Realisation of some projects in the area of energy security, defence against CBRN agents, cyber security, fight against terrorism and human and social aspects of security with military and civilian purpose, is currently ongoing.

These examples, alongside many others, show that this programme, which mostly has a civilian component, can be extremely useful and precious for strengthening the capacities of many of our scientific and research institutions, as well as other institutions and enabling scientists, researchers and representatives of academic field to join projects they are interested in. Furthermore, specific projects are significant for solving some issues for local community, and can be of interest for the area as a whole, and both its military and civilian aspects.

EWB: German Chancellor Merkel and French President Macron have announced some time ago the initiative for formation of the European army. Can Serbia join the initiative, or would it be considered the violation of military neutrality?

BF: President of France Macron, in a radio-interview, and German Chancellor Merkel, in her speech in front of the European Parliament in November, have raised the issue of formation of the “European Army”, but it should be noted that this issue is not a new one and that it has been raised in many previous occasions.

Let me just mention, among others, the initial idea of then president of the French Council of Ministers Rene Pleven at the beginning of 1950s, which brought to the negotiations on the Agreement on European Defence Community, which was never ratified by the France itself, as well the idea of then Prime Minister Juppe, during the middle of 1990s, or similar ideas of President of the European Commission Jean-Claude Juncker at the beginning of his mandate.

So,the  two of the highest officials of France and Germany have come forward with the general idea, but without a concrete details which would be crucial for understanding this announcement, as well as for further process of consideration of this issue in the EU structures. For those reasons it is not possible to say what could be the relation of this idea to the concept of military neutrality and independence. Anyhow, Serbia would have to take a more definite position, if this initiative gets concrete shapes, and before the formal debate within EU institutions commences.

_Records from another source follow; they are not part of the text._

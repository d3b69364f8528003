/// Trailing average over the most recent `window` values, `window <= N`.
///
/// Until `window` values have been seen, the average covers what there is.
pub struct RunningAverage<const N: usize> {
    values: [f32; N],
    next: usize,
    filled: usize,
    window: usize,
}

impl<const N: usize> RunningAverage<N> {
    pub fn new(window: usize) -> Self {
        Self {
            values: [0.0; N],
            next: 0,
            filled: 0,
            window: window.clamp(1, N),
        }
    }

    pub fn window(&self) -> usize {
        self.window
    }

    /// Changes the window length; history is kept.
    pub fn set_window(&mut self, window: usize) {
        self.window = window.clamp(1, N);
    }

    pub fn update(&mut self, input: f32) {
        self.values[self.next] = input;
        self.next = (self.next + 1) % N;
        self.filled = (self.filled + 1).min(N);
    }

    pub fn average(&self) -> f32 {
        let n = self.filled.min(self.window);
        if n == 0 {
            return 0.0;
        }
        let mut sum = 0.0;
        for k in 1..=n {
            sum += self.values[(self.next + N - k) % N];
        }
        sum / n as f32
    }

    pub fn reset(&mut self) {
        self.next = 0;
        self.filled = 0;
    }
}

#[cfg(test)]
mod tests {
    use super::*;

    #[test]
    fn averages_partial_history() {
        let mut avg = RunningAverage::<20>::new(3);
        assert_eq!(avg.average(), 0.0);
        avg.update(3.0);
        assert_eq!(avg.average(), 3.0);
        avg.update(5.0);
        assert_eq!(avg.average(), 4.0);
    }

    #[test]
    fn only_the_window_counts() {
        let mut avg = RunningAverage::<20>::new(3);
        for v in [100.0, 1.0, 2.0, 3.0] {
            avg.update(v);
        }
        assert_eq!(avg.average(), 2.0);

        avg.set_window(4);
        assert_eq!(avg.average(), 26.5);
    }

    #[test]
    fn wraps_around_capacity() {
        let mut avg = RunningAverage::<4>::new(10);
        assert_eq!(avg.window(), 4);
        for v in 0..10 {
            avg.update(v as f32);
        }
        assert_eq!(avg.average(), (6.0 + 7.0 + 8.0 + 9.0) / 4.0);
    }
}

This initiative is certainly connected to the strengthening of European defence capacities in current international moment, which was recognized at the EU level especially 2016 when an ambitious package – “Defence Package”, made of three mutually connected elements: Implementation plan in the areas of security and defence, European action plan of defence and Strengthening EU-NATO cooperation.

Furthermore, having all that in mind, this initiative, with the expectation of more details, should be considered from multiple aspects: EU’s ability to contribute to its defence more robustly, relations with NATO, as well as collective defence system, whose members are the majority of EU countries, coordination of the activities and agreements on the ways of capacity building, as well as many other issues, which would relate to command structure, national contributions of member states, making political decisions on the use of these forces, which is all without concrete answer as of yet.

Time will show in which direction the present concept of Common Security and Defence Policy according to which EU undertakes military operations and civilian missions in the cases of peacekeeping, conflict prevention and enhancing international security will evolve, with the Defence Package and other concrete activities strengthening the position in favour of stronger integration in this area.